Postcard from the Field: Brazil Nuts and Rainforest Biodiversity

By Cassie Sevigny

A tropical forest scene, with a tall thick tree trunk surrounded by lush diverse foliage
Photo credit: Cassie Sevigny

The Connections between Water and Rural Production project (CAP) investigates whether and which farmers adapt their production systems when they experience water variability, what adaptations they make, and whether these adaptations reduce income losses when droughts occur. Improved understanding of these feedbacks will inform efforts by government agencies and civil society to help farmers respond to water scarcity. I accompanied economist Katrina Mullan to Brazil while working on my Masters in Economics. The Executive Committee for Cacau Crop Planning (CEPLAC) manages a forest preserve next to Grauna hotel, the CAP team headquarters, and granted us permission to tour the forest in July 2019. The hotel manager, Alfredo Rodrigues, was our guide.


Veins of ants crawled in thin lines over the leaf litter. Unlike my home in Montana, leaves fall and collect on the floor year round here. Palms of all heights and varieties grew around us. Woody, twisty vines draped and dangled from these trees. The larger ones, perhaps a few centimeters in diameter, were sturdy enough to hold the weight of a person.


We saw a pile of large round pods at the base of a tree, seeds extracted through a carved hole. Brazil nuts! I learned that Brazil nuts are one of the taller tree species in the Amazon. Their limbs extend only from the top of the trunk, and tower above the canopy. While the trees can grow in plantations, most Brazil nuts are harvested from trees growing naturally in the forest. This is because the Brazil nut relies mainly on large bodied orchid bees to pollinate its flowers. Alfredo, our forest guide, explained that the bees use other plants as a pollination stepladder to reach the Brazil nut flowers. Without trees of diverse heights leading a path to the Brazil nut flowers, the bees will stick to flowers they don’t have to fly so high to reach. The male bees also need access to wild orchids to perfume themselves to attract mates. This means the Brazil nut pollinator requires intact rainforest to reproduce and to pollinate Brazil nuts.
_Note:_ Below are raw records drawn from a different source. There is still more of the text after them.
//! Repository layer: the in-memory inventory ledger
//!
//! All collections live in one [`Ledger`]. Domain operations are plain
//! synchronous methods on it, split by collection across the submodules.
//! [`Repository`] is the cloneable handle shared by services; every
//! operation holds the lock for its whole duration, so operations never
//! interleave.

pub mod copies;
pub mod libraries;
pub mod seed;
pub mod titles;
pub mod users;

use std::sync::Arc;

use parking_lot::{RwLock, RwLockReadGuard, RwLockWriteGuard};

use crate::{
    error::{AppError, AppResult},
    models::{BookCopy, Library, Title, User},
};

/// In-memory collections with their id counters.
///
/// Counters only ever increase, so ids are never reused after a deletion.
/// An exhausted counter fails the operation instead of wrapping.
/// `copies` is kept in ascending id order: new copies are appended with
/// fresh ids and removals preserve order.
#[derive(Debug, Clone, Default)]
pub struct Ledger {
    users: Vec<User>,
    libraries: Vec<Library>,
    titles: Vec<Title>,
    copies: Vec<BookCopy>,
    next_user_id: u32,
    next_library_id: u32,
    next_title_id: u32,
    next_copy_id: u32,
}

impl Ledger {
    /// Empty ledger, all counters at zero
    pub fn new() -> Self {
        Self::default()
    }
}

/// Hand out the next id from `counter`
fn take_id(counter: &mut u32, kind: &str) -> AppResult<u32> {
    let id = *counter;
    *counter = id
        .checked_add(1)
        .ok_or_else(|| AppError::Validation(format!("No {} ids left", kind)))?;
    Ok(id)
}

/// Shared handle to the ledger
#[derive(Clone)]
pub struct Repository {
    ledger: Arc<RwLock<Ledger>>,
}

impl Repository {
    pub fn new(ledger: Ledger) -> Self {
        Self {
            ledger: Arc::new(RwLock::new(ledger)),
        }
    }

    pub fn read(&self) -> RwLockReadGuard<'_, Ledger> {
        self.ledger.read()
    }

    pub fn write(&self) -> RwLockWriteGuard<'_, Ledger> {
        self.ledger.write()
    }
}
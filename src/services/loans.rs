//! Loan management service: lending and returning copies

use crate::{
    error::{AppError, AppResult},
    models::{copy::UpdateCopyStatus, BookCopy, Borrower},
    repository::Repository,
};

#[derive(Clone)]
pub struct LoansService {
    repository: Repository,
}

impl LoansService {
    pub fn new(repository: Repository) -> Self {
        Self { repository }
    }

    /// Set who holds a copy: a user id lends it, `-1` returns it.
    ///
    /// The copy must exist, and so must the user when lending. A copy
    /// already on loan is simply reassigned.
    pub fn set_borrower(&self, copy_id: u32, data: UpdateCopyStatus) -> AppResult<BookCopy> {
        let mut ledger = self.repository.write();
        ledger.copies_get(copy_id)?;

        let user_id = data
            .user_id
            .ok_or_else(|| AppError::Validation("idUsuario is required".to_string()))?;
        let borrower = Borrower::try_from(user_id).map_err(AppError::Validation)?;

        let copy = ledger.copies_set_borrower(copy_id, borrower)?;
        drop(ledger);
        match copy.borrower {
            Borrower::Available => tracing::info!(copy_id, "Copy returned"),
            Borrower::User(user_id) => tracing::info!(copy_id, user_id, "Copy lent"),
        }
        Ok(copy)
    }
}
A pile of hollowed-out brazil nut pods on the forest floor
A pile of hollowed-out brazil nut pods on the forest floor. Photo: Cassie Sevigny

After Brazil nuts form, the pods fall to the ground and the nuts are spread by agoutis, a local rodent. Like squirrels, they bite into the pod’s shell to get to the nuts and bury them. Many of these remain underground and grow into new trees. It fascinated me to learn of an unfamiliar animal that behaves just like one I am familiar with, since squirrels are common across the United States.
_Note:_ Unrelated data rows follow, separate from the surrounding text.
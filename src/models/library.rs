//! Library (branch) model

use serde::{Deserialize, Serialize};
use utoipa::ToSchema;
use validator::Validate;

use super::input::truthy_int;

/// Library branch holding copies
#[derive(Debug, Clone, PartialEq, Serialize, Deserialize, ToSchema)]
pub struct Library {
    pub id: u32,
    /// Registration code (CNPJ)
    #[serde(rename = "cnpj")]
    pub registration_code: String,
    /// Declared capacity
    #[serde(rename = "acervo")]
    pub capacity: u32,
    /// Postal code (CEP)
    #[serde(rename = "cep")]
    pub postal_code: String,
}

#[derive(Debug, Clone)]
pub struct NewLibrary {
    pub registration_code: String,
    pub capacity: u32,
    pub postal_code: String,
}

#[derive(Debug, Clone, Default)]
pub struct LibraryPatch {
    pub registration_code: Option<String>,
    pub capacity: Option<u32>,
    pub postal_code: Option<String>,
}

/// Create library request
#[derive(Debug, Deserialize, Validate, ToSchema)]
pub struct CreateLibrary {
    #[serde(rename = "cnpj")]
    #[validate(
        required(message = "cnpj is required"),
        length(min = 1, message = "cnpj is required")
    )]
    pub registration_code: Option<String>,
    #[serde(rename = "acervo", default, deserialize_with = "truthy_int")]
    #[validate(
        required(message = "acervo is required"),
        range(min = 0, message = "acervo must not be negative")
    )]
    pub capacity: Option<i64>,
    #[serde(rename = "cep")]
    #[validate(
        required(message = "cep is required"),
        length(min = 1, message = "cep is required")
    )]
    pub postal_code: Option<String>,
}

/// Update library request
#[derive(Debug, Default, Deserialize, ToSchema)]
pub struct UpdateLibrary {
    #[serde(rename = "cnpj")]
    pub registration_code: Option<String>,
    #[serde(rename = "acervo", default, deserialize_with = "truthy_int")]
    pub capacity: Option<i64>,
    #[serde(rename = "cep")]
    pub postal_code: Option<String>,
}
The Brazil nut’s need for biodiversity to reproduce creates an interesting case for forest preservation. If Brazil nut sales are profitable enough, maintaining forests on their property will earn farmers more money than cutting the forest to grow something else. But the incentive of high profits can also lead to illegal collection from wild Brazil nut trees in protected areas, evidenced by the pile of empty pods in the preserve. While on our tour, Alfredo pointed out the large neat holes carved in the pods and that they were clustered in a pile instead of scattered around. The agouti doesn’t leave such neat messes behind, but humans can. These opposing effects are an important reminder that it may be difficult to predict the overall impact of a change in economic incentives. Collection and analysis of empirical data are necessary to understand what will encourage forest conservation in different contexts.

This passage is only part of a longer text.